The lines to repeat run from the one containing "users.insert(user.username.clone(), user.clone());" through the last line of the records below; repeat them exactly and give nothing more.

─── Extracted information

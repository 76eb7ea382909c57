//! Authentication types for Asset Pulse.
//!
//! This module provides:
//! - The [`User`] identity record and the read-only [`UserStore`] seam
//! - Credential verification ([`authenticate`])
//! - Password hashing utilities
//! - Bearer token issuance and validation

pub mod password;
pub mod token;

use async_trait::async_trait;
use serde::{Deserialize, Serialize};
use std::collections::HashMap;
use std::sync::Arc;
use thiserror::Error;
use tokio::sync::RwLock;

pub use password::{hash_password, verify_password, PasswordError};
pub use token::{TokenError, TokenSigner, DEFAULT_TOKEN_TTL};

/// A provisioned identity.
///
/// Identities are created out-of-band (there is no registration endpoint)
/// and are read-only to the rest of the system.
#[derive(Debug, Clone, Serialize, Deserialize)]
pub struct User {
    /// Username for login (unique key).
    pub username: String,
    /// Email address.
    pub email: Option<String>,
    /// Display name.
    pub display_name: Option<String>,
    /// Argon2 password hash.
    #[serde(skip_serializing)]
    pub password_hash: String,
    /// Whether the account is disabled.
    pub disabled: bool,
}

impl User {
    /// Creates an enabled user with the given credentials.
    pub fn new(username: impl Into<String>, password_hash: impl Into<String>) -> Self {
        Self {
            username: username.into(),
            email: None,
            display_name: None,
            password_hash: password_hash.into(),
            disabled: false,
        }
    }

    /// Sets the email address.
    pub fn with_email(mut self, email: impl Into<String>) -> Self {
        self.email = Some(email.into());
        self
    }

    /// Sets the display name.
    pub fn with_display_name(mut self, display_name: impl Into<String>) -> Self {
        self.display_name = Some(display_name.into());
        self
    }
}

/// Credential verification errors.
#[derive(Error, Debug)]
pub enum CredentialError {
    /// No identity exists for the username.
    #[error("unknown user")]
    UnknownUser,

    /// The password did not match the stored hash.
    #[error("invalid credentials")]
    InvalidCredentials,

    /// Identity store failure.
    #[error("credential store error: {0}")]
    Store(String),
}

/// Read-mostly mapping from username to identity.
#[async_trait]
pub trait UserStore: Send + Sync {
    /// Looks up an identity by username.
    async fn find_by_username(&self, username: &str) -> Result<Option<User>, CredentialError>;

    /// Inserts a provisioned identity. Used only by out-of-band seeding.
    async fn insert(&self, user: &User) -> Result<(), CredentialError>;

    /// Whether any identity exists at all.
    async fn any_exist(&self) -> Result<bool, CredentialError>;
}

/// In-memory [`UserStore`] implementation.
pub struct InMemoryUserStore {
    users: Arc<RwLock<HashMap<String, User>>>,
}

impl InMemoryUserStore {
    /// Creates a new empty user store.
    pub fn new() -> Self {
        Self {
            users: Arc::new(RwLock::new(HashMap::new())),
        }
    }
}

impl Default for InMemoryUserStore {
    fn default() -> Self {
        Self::new()
    }
}

#[async_trait]
impl UserStore for InMemoryUserStore {
    async fn find_by_username(&self, username: &str) -> Result<Option<User>, CredentialError> {
        let users = self.users.read().await;
        Ok(users.get(username).cloned())
    }

    async fn insert(&self, user: &User) -> Result<(), CredentialError> {
        let mut users = self.users.write().await;
        users.insert(user.username.clone(), user.clone());
        Ok(())
    }

    async fn any_exist(&self) -> Result<bool, CredentialError> {
        let users = self.users.read().await;
        Ok(!users.is_empty())
    }
}

/// Verifies a username/password pair against the identity store.
///
/// Pure read and compare: no side effects on success or failure. Unknown
/// usernames and wrong passwords are distinct outcomes here; the transport
/// layer is expected to present them identically.
pub async fn authenticate(
    store: &dyn UserStore,
    username: &str,
    password: &str,
) -> Result<User, CredentialError> {
    let user = store
        .find_by_username(username)
        .await?
        .ok_or(CredentialError::UnknownUser)?;

    match verify_password(password, &user.password_hash) {
        Ok(true) => Ok(user),
        Ok(false) => Err(CredentialError::InvalidCredentials),
        Err(e) => Err(CredentialError::Store(e.to_string())),
    }
}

──────

Solution below =>
        users.insert(user.username.clone(), user.clone());
        Ok(())
    }

    async fn any_exist(&self) -> Result<bool, CredentialError> {
        let users = self.users.read().await;
        Ok(!users.is_empty())
    }
}

/// Verifies a username/password pair against the identity store.
///
/// Pure read and compare: no side effects on success or failure. Unknown
/// usernames and wrong passwords are distinct outcomes here; the transport
/// layer is expected to present them identically.
pub async fn authenticate(
    store: &dyn UserStore,
    username: &str,
    password: &str,
) -> Result<User, CredentialError> {
    let user = store
        .find_by_username(username)
        .await?
        .ok_or(CredentialError::UnknownUser)?;

    match verify_password(password, &user.password_hash) {
        Ok(true) => Ok(user),
        Ok(false) => Err(CredentialError::InvalidCredentials),
        Err(e) => Err(CredentialError::Store(e.to_string())),
    }
}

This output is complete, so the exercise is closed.